Data collected in a half-sib breeding experiment. Methods of collection and data analyis are provided in manuscript: "Genetic variation in parental effects contributes to the evolutionary potential of prey responses to predation risk"
Data is shown in three different worksheets: "Larval_responses", "Maternal_responses", and "Parent_OffspringSize_regression".
Description of variables:
1) In both worksheets ("Larval_responses"and "Maternal_responses): Sire and Dam identities is provided under "Sire_ID" and "Dam_ID".
2) In both worksheets ("Larval_responses"and "Maternal_responses): "SireSize(mm)" and "DamSize(mm)" indicates parents' body size measured as the length of the right elytra (mm).
3) In both worksheets ("Larval_responses"and "Maternal_responses): "Treatment" includes "C"=the predator-free environment and "R"=the predation risk treatment.
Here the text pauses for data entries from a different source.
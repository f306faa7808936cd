//! Routes for the booking context.
//!
//! Commands go to the write side; reads are served from projections only, so
//! a freshly created reservation may briefly answer 404.

use axum::extract::{FromRequestParts, Path, State};
use axum::http::StatusCode;
use axum::http::request::Parts;
use axum::routing::{get, post};
use axum::{Json, Router};
use chrono::{DateTime, Utc};
use serde::{Deserialize, Serialize};
use tracing::{info, instrument};
use uuid::Uuid;

use boxoffice_booking::application::{command_handlers, query_handlers};
use boxoffice_booking::domain::commands;
use boxoffice_booking::domain::projection::ReservationProjection;

use crate::error::{ApiError, Unauthenticated};
use crate::state::AppState;

/// Header carrying the authenticated caller's user ID.
pub const USER_ID_HEADER: &str = "x-user-id";

/// The authenticated caller, taken from [`USER_ID_HEADER`].
#[derive(Debug, Clone, PartialEq, Eq)]
pub struct CurrentUser(pub String);

impl<S: Send + Sync> FromRequestParts<S> for CurrentUser {
    type Rejection = Unauthenticated;

    async fn from_request_parts(parts: &mut Parts, _state: &S) -> Result<Self, Self::Rejection> {
        parts
            .headers
            .get(USER_ID_HEADER)
            .and_then(|value| value.to_str().ok())
            .map(str::trim)
            .filter(|value| !value.is_empty())
            .map(|value| Self(value.to_owned()))
            .ok_or(Unauthenticated)
    }
}

/// One ticket line of a create request.
#[derive(Debug, Deserialize)]
#[serde(rename_all = "camelCase")]
pub struct TicketSelection {
    /// The ticket identifier.
    pub ticket_id: String,
    /// The ticket display name.
    pub ticket_name: String,
    /// Unit price in minor currency units.
    pub unit_price: i64,
    /// Number of tickets.
    pub quantity: i64,
}

/// Request body for POST /.
#[derive(Debug, Deserialize)]
#[serde(rename_all = "camelCase")]
pub struct CreateReservationRequest {
    /// The event (show) to reserve for.
    pub event_id: String,
    /// Selected tickets.
    pub tickets: Vec<TicketSelection>,
}

/// Response body for a created reservation.
#[derive(Debug, Serialize)]
#[serde(rename_all = "camelCase")]
pub struct CreateReservationResponse {
    /// The new reservation's identifier.
    pub reservation_id: Uuid,
    /// End of the payment window.
    pub expires_at: DateTime<Utc>,
    /// Total amount in minor currency units.
    pub total_amount: i64,
}

/// POST /
#[instrument(skip(state, user, request), fields(user_id = %user.0, event_id = %request.event_id))]
async fn create_reservation(
    State(state): State<AppState>,
    user: CurrentUser,
    Json(request): Json<CreateReservationRequest>,
) -> Result<(StatusCode, Json<CreateReservationResponse>), ApiError> {
    let command = commands::CreateReservation {
        correlation_id: Uuid::new_v4(),
        user_id: user.0,
        event_id: request.event_id,
        items: request
            .tickets
            .into_iter()
            .map(|ticket| commands::RequestedItem {
                ticket_id: ticket.ticket_id,
                ticket_name: ticket.ticket_name,
                unit_price: ticket.unit_price,
                quantity: ticket.quantity,
            })
            .collect(),
    };

    info!(correlation_id = %command.correlation_id, "handling create_reservation command");

    let result = command_handlers::handle_create_reservation(
        &command,
        state.clock.as_ref(),
        state.reservations.as_ref(),
        state.publisher.as_ref(),
    )
    .await?;

    Ok((
        StatusCode::CREATED,
        Json(CreateReservationResponse {
            reservation_id: result.reservation_id,
            expires_at: result.expires_at,
            total_amount: result.total_amount,
        }),
    ))
}

/// POST /{id}/confirm
#[instrument(skip(state, user), fields(user_id = %user.0))]
async fn confirm_reservation(
    State(state): State<AppState>,
    user: CurrentUser,
    Path(reservation_id): Path<Uuid>,
) -> Result<StatusCode, ApiError> {
    let command = commands::ConfirmReservation {
        correlation_id: Uuid::new_v4(),
        reservation_id,
        user_id: user.0,
    };

    info!(correlation_id = %command.correlation_id, "handling confirm_reservation command");

    command_handlers::handle_confirm_reservation(
        &command,
        state.clock.as_ref(),
        state.reservations.as_ref(),
        state.publisher.as_ref(),
    )
    .await?;

    Ok(StatusCode::NO_CONTENT)
}

/// GET /
#[instrument(skip(state, user), fields(user_id = %user.0))]
async fn list_reservations(
    State(state): State<AppState>,
    user: CurrentUser,
) -> Result<Json<Vec<ReservationProjection>>, ApiError> {
    let reservations =
        query_handlers::get_user_reservations(&user.0, state.projections.as_ref()).await?;
    Ok(Json(reservations))
}

/// GET /{id}
#[instrument(skip(state, user), fields(user_id = %user.0))]
async fn get_reservation(
    State(state): State<AppState>,
    user: CurrentUser,
    Path(reservation_id): Path<Uuid>,
) -> Result<Json<ReservationProjection>, ApiError> {
    let reservation =
        query_handlers::get_reservation(reservation_id, &user.0, state.projections.as_ref())
            .await?;
    Ok(Json(reservation))
}

/// Returns the router for the booking context.
pub fn router() -> Router<AppState> {
    Router::new()
        .route("/", post(create_reservation).get(list_reservations))
        .route("/{id}", get(get_reservation))
        .route("/{id}/confirm", post(confirm_reservation))
}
4) "Larval_responses" workshit also includes: "LarvalMass(mg)"= mass in milligrams of 4 day old larvae; "LeafIntake(mm2)"=amount of leaf consumed by larvae measured as consumed leaf area (mm2); "AssimilationEfficinecy" = ratio of 4-d old larval mass over larval mass; "HatchingAsyncrony"=describes how soon a egg will hatch ("E"=early hatching, "L"=late hatching.
5) "Maternal_responses" worksheet also includes: "ClutchSize"=number of eggs in a clutch; "No.Larva"= number of hatchlings in a clutch; "EggsDamaged"=note about eggs that had mechanical damaged during collection; "NumberOfEggsCorrected"=Total number of undamaged eggs, to be used when calculating proportion of cannibalism and proportion of hatchlings; "NumberCannibalized"=total number of eggs cannibalized; "Cannibalism_proportion"=proportion of eggs cannibalized in a clutch; "ProportionLarv"= proportion of hatchlings in a clutch.
6) "Parent_OffspringSize_regression" worksheet includes: "Sire_ID" = Sire identity; "SireSize(mm)" = Sire body size measured as length of the right elytra (mm); "Son(mm)"and "Daughter(mm)"= body size measured as the length of the right elytra (mm) for male and female offspring, respectively.